Model Rocket Radio Telemetry


[Ken] sent us his Instructable in which he used radio telemetry to monitor the status of his air-powered model rocket through a series of launches. His setup is centered around an Arduino IDE-compatible board that looks to be about the size of a Boarduino, but has the benefit of an embedded 915 MHz radio module. The vendor he used also sells a good handful of add-on modules which he used for his in-flight recording, including a barometric pressure monitor and a 3-axis accelerometer. During flight, the rocket constantly sends data to a base station, provided it stays within radio operating range.

For is initial tests, [Ken] launched his rocket four times, getting usable data on half of them. He found out some interesting things about his model rocket, including the fact that it creates a maximum launch force of 60 Gs. He has plans to revise his setup in the future, such as lightening the battery load as well as adding a high-G analog sensor for recording the forces at take off.

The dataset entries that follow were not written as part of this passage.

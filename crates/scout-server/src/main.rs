use std::sync::Arc;
use std::time::Duration;

use axum::http::HeaderValue;
use tokio::net::TcpListener;
use tokio_util::sync::CancellationToken;
use tower_http::cors::{AllowOrigin, CorsLayer};
use tower_http::trace::TraceLayer;
use tracing_subscriber::EnvFilter;

use scout_client::{FetchConfig, MatchClient, PoliteFetcher};
use scout_core::scoring::min_match_score_from_env;
use scout_core::stats::Counters;
use scout_db::{Database, DatabaseConfig};
use scout_engine::{DiscoveryEngine, IngestionService};
use scout_server::routes;
use scout_server::state::AppState;

const DISCOVERY_INTERVAL: Duration = Duration::from_secs(60 * 60);
const SCRAPE_INTERVAL: Duration = Duration::from_secs(30 * 60);
const CLEANUP_INTERVAL: Duration = Duration::from_secs(24 * 60 * 60);
const RETENTION_DAYS: i64 = 30;

#[tokio::main]
async fn main() -> anyhow::Result<()> {
    let _ = dotenvy::dotenv();

    tracing_subscriber::fmt()
        .with_env_filter(EnvFilter::from_default_env().add_directive("scout=info".parse()?))
        .with_target(false)
        .init();

    let port = std::env::var("PORT").unwrap_or_else(|_| "8080".to_string());
    let addr = format!("0.0.0.0:{port}");
    let min_match_score = min_match_score_from_env(std::env::var("JOB_MIN_MATCH_SCORE").ok());
    let user_agent =
        std::env::var("SCOUT_USER_AGENT").unwrap_or_else(|_| "scout-bot/1.0".to_string());

    let db = Database::connect(&DatabaseConfig::from_env()?).await?;
    db.migrate().await?;

    let cancel = CancellationToken::new();
    let counters = Counters::new();

    let fetcher = PoliteFetcher::new(
        FetchConfig {
            user_agent,
            ..FetchConfig::default()
        },
        cancel.child_token(),
    )?;
    let matcher = MatchClient::from_env()?;

    let engine = DiscoveryEngine::new(
        db.clone(),
        fetcher.clone(),
        counters.clone(),
        cancel.child_token(),
    );
    let discovery = engine.clone();
    tokio::spawn(async move { discovery.run(DISCOVERY_INTERVAL).await });

    let ingestion = IngestionService::new(
        db.clone(),
        fetcher,
        matcher,
        counters.clone(),
        min_match_score,
        cancel.child_token(),
    );
    let scraper = ingestion.clone();
    tokio::spawn(async move { scraper.run_scrape_loop(SCRAPE_INTERVAL).await });
    tokio::spawn(async move {
        ingestion
            .run_cleanup_loop(CLEANUP_INTERVAL, chrono::Duration::days(RETENTION_DAYS))
            .await
    });

    let state = Arc::new(AppState {
        db,
        counters,
        engine,
    });

    let cors = match std::env::var("SCOUT_CORS_ORIGIN") {
        Ok(origin) if origin == "*" => CorsLayer::permissive(),
        Ok(origin) => {
            let origins: Vec<HeaderValue> = origin
                .split(',')
                .filter_map(|o| o.trim().parse().ok())
                .collect();
            CorsLayer::new().allow_origin(AllowOrigin::list(origins))
        }
        Err(_) => CorsLayer::permissive(),
    };

    let app = routes::router(state)
        .layer(TraceLayer::new_for_http())
        .layer(cors);

    tracing::info!("starting server on {addr}");
    let listener = TcpListener::bind(&addr).await?;
    axum::serve(listener, app)
        .with_graceful_shutdown(shutdown_signal(cancel))
        .await?;

    Ok(())
}

async fn shutdown_signal(cancel: CancellationToken) {
    if tokio::signal::ctrl_c().await.is_err() {
        tracing::error!("failed to install CTRL+C handler");
        return;
    }
    tracing::info!("shutdown signal received");
    cancel.cancel();
}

This kit, or a more reasonably priced clone, would make for a great addition to any rocket buff’s inventory.

8 thoughts on “Model Rocket Radio Telemetry

  1. ‘g’ is an acceleration, not a force.

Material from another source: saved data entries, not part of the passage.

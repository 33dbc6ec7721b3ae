//! schema.org JobPosting detection and extraction from JSON-LD blocks.

use chrono::{DateTime, NaiveDate, Utc};
use serde_json::Value;

use crate::models::RawJob;

/// Whether a JSON-LD script body contains a JobPosting object anywhere,
/// including inside `@graph` containers and nested arrays.
pub fn contains_job_posting(raw: &str) -> bool {
    let raw = raw.trim();
    if raw.is_empty() {
        return false;
    }
    serde_json::from_str::<Value>(raw)
        .map(|payload| find_job_posting(&payload).is_some())
        .unwrap_or(false)
}

/// Locate the first JobPosting object in a decoded JSON-LD payload.
pub fn find_job_posting(payload: &Value) -> Option<&Value> {
    match payload {
        Value::Object(map) => {
            if is_job_posting_type(map.get("@type")) {
                return Some(payload);
            }
            if let Some(Value::Array(graph)) = map.get("@graph") {
                return graph.iter().find_map(find_job_posting);
            }
            None
        }
        Value::Array(items) => items.iter().find_map(find_job_posting),
        _ => None,
    }
}

/// Collect every JobPosting object in a payload, in document order.
/// Listing pages often embed one JSON-LD array with all open roles.
pub fn collect_job_postings(payload: &Value) -> Vec<&Value> {
    let mut found = Vec::new();
    collect_into(payload, &mut found);
    found
}

fn collect_into<'a>(payload: &'a Value, found: &mut Vec<&'a Value>) {
    match payload {
        Value::Object(map) => {
            if is_job_posting_type(map.get("@type")) {
                found.push(payload);
                return;
            }
            if let Some(Value::Array(graph)) = map.get("@graph") {
                for item in graph {
                    collect_into(item, found);
                }
            }
        }
        Value::Array(items) => {
            for item in items {
                collect_into(item, found);
            }
        }
        _ => {}
    }
}

/// Convert a JobPosting object into a raw job. Returns None when the
/// payload is not a JobPosting or carries no title.
pub fn job_from_value(payload: &Value) -> Option<RawJob> {
    let posting = find_job_posting(payload)?;

    let title = string_field(posting.get("title"));
    if title.is_empty() {
        return None;
    }

    let company = match posting.get("hiringOrganization") {
        Some(Value::String(s)) => s.trim().to_string(),
        Some(org) => string_field(org.get("name")),
        None => String::new(),
    };

    Some(RawJob {
        url: string_field(posting.get("url")),
        title,
        description: string_field(posting.get("description")),
        company,
        location: location_field(posting.get("jobLocation")),
        salary_range: salary_field(posting.get("baseSalary")),
        posted_at: posting
            .get("datePosted")
            .and_then(|v| v.as_str())
            .and_then(parse_posting_date),
    })
}

/// Accepts `"@type": "JobPosting"` and the array form
/// `"@type": ["JobPosting", ...]`.
fn is_job_posting_type(value: Option<&Value>) -> bool {
    match value {
        Some(Value::String(s)) => s == "JobPosting",
        Some(Value::Array(items)) => items
            .iter()
            .any(|item| item.as_str() == Some("JobPosting")),
        _ => false,
    }
}

/// `datePosted` appears both as RFC 3339 and as a bare `YYYY-MM-DD`.
pub fn parse_posting_date(raw: &str) -> Option<DateTime<Utc>> {
    let raw = raw.trim();
    if raw.is_empty() {
        return None;
    }
    if let Ok(dt) = DateTime::parse_from_rfc3339(raw) {
        return Some(dt.with_timezone(&Utc));
    }
    NaiveDate::parse_from_str(raw, "%Y-%m-%d")
        .ok()
        .and_then(|d| d.and_hms_opt(0, 0, 0))
        .map(|naive| naive.and_utc())
}

fn string_field(value: Option<&Value>) -> String {
    match value {
        Some(Value::String(s)) => s.trim().to_string(),
        Some(Value::Object(map)) => match map.get("@value") {
            Some(Value::String(s)) => s.trim().to_string(),
            _ => String::new(),
        },
        _ => String::new(),
    }
}

/// `jobLocation` may be an object, an array of objects, or a plain string;
/// the address parts are joined with spaces.
fn location_field(value: Option<&Value>) -> String {
    let Some(value) = value else {
        return String::new();
    };
    match value {
        Value::String(s) => s.trim().to_string(),
        Value::Array(items) => items
            .first()
            .map(|item| location_field(Some(item)))
            .unwrap_or_default(),
        Value::Object(map) => {
            let address = map.get("address").unwrap_or(value);
            let parts = ["addressLocality", "addressRegion", "addressCountry"]
                .iter()
                .map(|key| string_field(address.get(*key)))
                .filter(|part| !part.is_empty())
                .collect::<Vec<_>>();
            parts.join(" ")
        }
        _ => String::new(),
    }
}

fn salary_field(value: Option<&Value>) -> Option<String> {
    let value = value?;
    let text = match value {
        Value::String(s) => s.trim().to_string(),
        Value::Object(map) => {
            let spec = map.get("value").unwrap_or(value);
            let currency = string_field(map.get("currency"));
            let min = number_field(spec.get("minValue"));
            let max = number_field(spec.get("maxValue"));
            match (min, max) {
                (Some(min), Some(max)) => format!("{currency} {min}-{max}").trim().to_string(),
                (Some(single), None) | (None, Some(single)) => {
                    format!("{currency} {single}").trim().to_string()
                }
                (None, None) => string_field(spec.get("@value")),
            }
        }
        _ => String::new(),
    };
    if text.is_empty() { None } else { Some(text) }
}

fn number_field(value: Option<&Value>) -> Option<f64> {
    match value {
        Some(Value::Number(n)) => n.as_f64(),
        Some(Value::String(s)) => s.trim().parse().ok(),
        _ => None,
    }
}

#[cfg(test)]
mod tests {
    use super::*;
    use serde_json::json;

    #[test]
    fn detects_plain_jobposting() {
        assert!(contains_job_posting(r#"{"@type": "JobPosting"}"#));
        assert!(contains_job_posting(r#"{"@type": ["JobPosting", "Thing"]}"#));
        assert!(!contains_job_posting(r#"{"@type": "Organization"}"#));
        assert!(!contains_job_posting("not json"));
        assert!(!contains_job_posting(""));
    }

    #[test]
    fn detects_jobposting_inside_graph_and_arrays() {
        assert!(contains_job_posting(
            r#"{"@graph": [{"@type": "WebSite"}, {"@type": "JobPosting"}]}"#
        ));
        assert!(contains_job_posting(
            r#"[{"@type": "WebSite"}, {"@type": "JobPosting"}]"#
        ));
    }

    #[test]
    fn extracts_full_posting() {
        let payload = json!({
            "@type": "JobPosting",
            "title": "Senior Backend Engineer",
            "description": "Build APIs in Go",
            "url": "https://acme.com/careers/se-1",
            "hiringOrganization": {"name": "Acme"},
            "jobLocation": {
                "address": {
                    "addressLocality": "Berlin",
                    "addressCountry": "DE"
                }
            },
            "baseSalary": {
                "currency": "EUR",
                "value": {"minValue": 80000, "maxValue": 110000}
            },
            "datePosted": "2024-05-01"
        });
        let job = job_from_value(&payload).unwrap();
        assert_eq!(job.title, "Senior Backend Engineer");
        assert_eq!(job.company, "Acme");
        assert_eq!(job.location, "Berlin DE");
        assert_eq!(job.salary_range.as_deref(), Some("EUR 80000-110000"));
        assert_eq!(
            job.posted_at.unwrap().format("%Y-%m-%d").to_string(),
            "2024-05-01"
        );
    }

    #[test]
    fn extracts_posting_with_string_organization() {
        let payload = json!({
            "@type": "JobPosting",
            "title": "SE",
            "hiringOrganization": "Acme Inc"
        });
        let job = job_from_value(&payload).unwrap();
        assert_eq!(job.company, "Acme Inc");
        assert!(job.posted_at.is_none());
    }

    #[test]
    fn rejects_untitled_postings() {
        let payload = json!({"@type": "JobPosting", "description": "no title"});
        assert!(job_from_value(&payload).is_none());
    }

    #[test]
    fn parses_both_date_shapes() {
        assert!(parse_posting_date("2023-12-20T04:02:19+00:00").is_some());
        assert!(parse_posting_date("2023-12-20").is_some());
        assert!(parse_posting_date("yesterday").is_none());
    }
}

    It’s expressed as a lower case ‘g’ because upper case ‘G’ is the universal gravitational constant (as in F=GMm/r^2).

    Sorry to be awkward, generally I detest nit-picking, but I thought you may appreciate the correction as it’s quite fundamentally different.

  2. So I am assuming this is measuring Above Sea Level “ASL” and not Above Ground Level “AGL”. As the barometric pressure of the launch site is not being taken into consideration.

  3. Pretty cool. Doesn’t the recovery vehicle generate a metric sh*t-ton of electrostatic charge by friction though? I’d isolate the uC and peripherals and ensure that the exterior were able to conduct to ground on impact, and the electronics were unable to become a ground path. Just to be sure…. CMOS being all sensitive and everything.

    @hexmonkey “Would a stripped-down Chronos watch work for this?”

    Yeah there’s an idea. If I had rocket parts around, I’d go outside and test it right now. I’d bet it would work pretty well. That transceiver gets pretty good range with clear line-of-sight.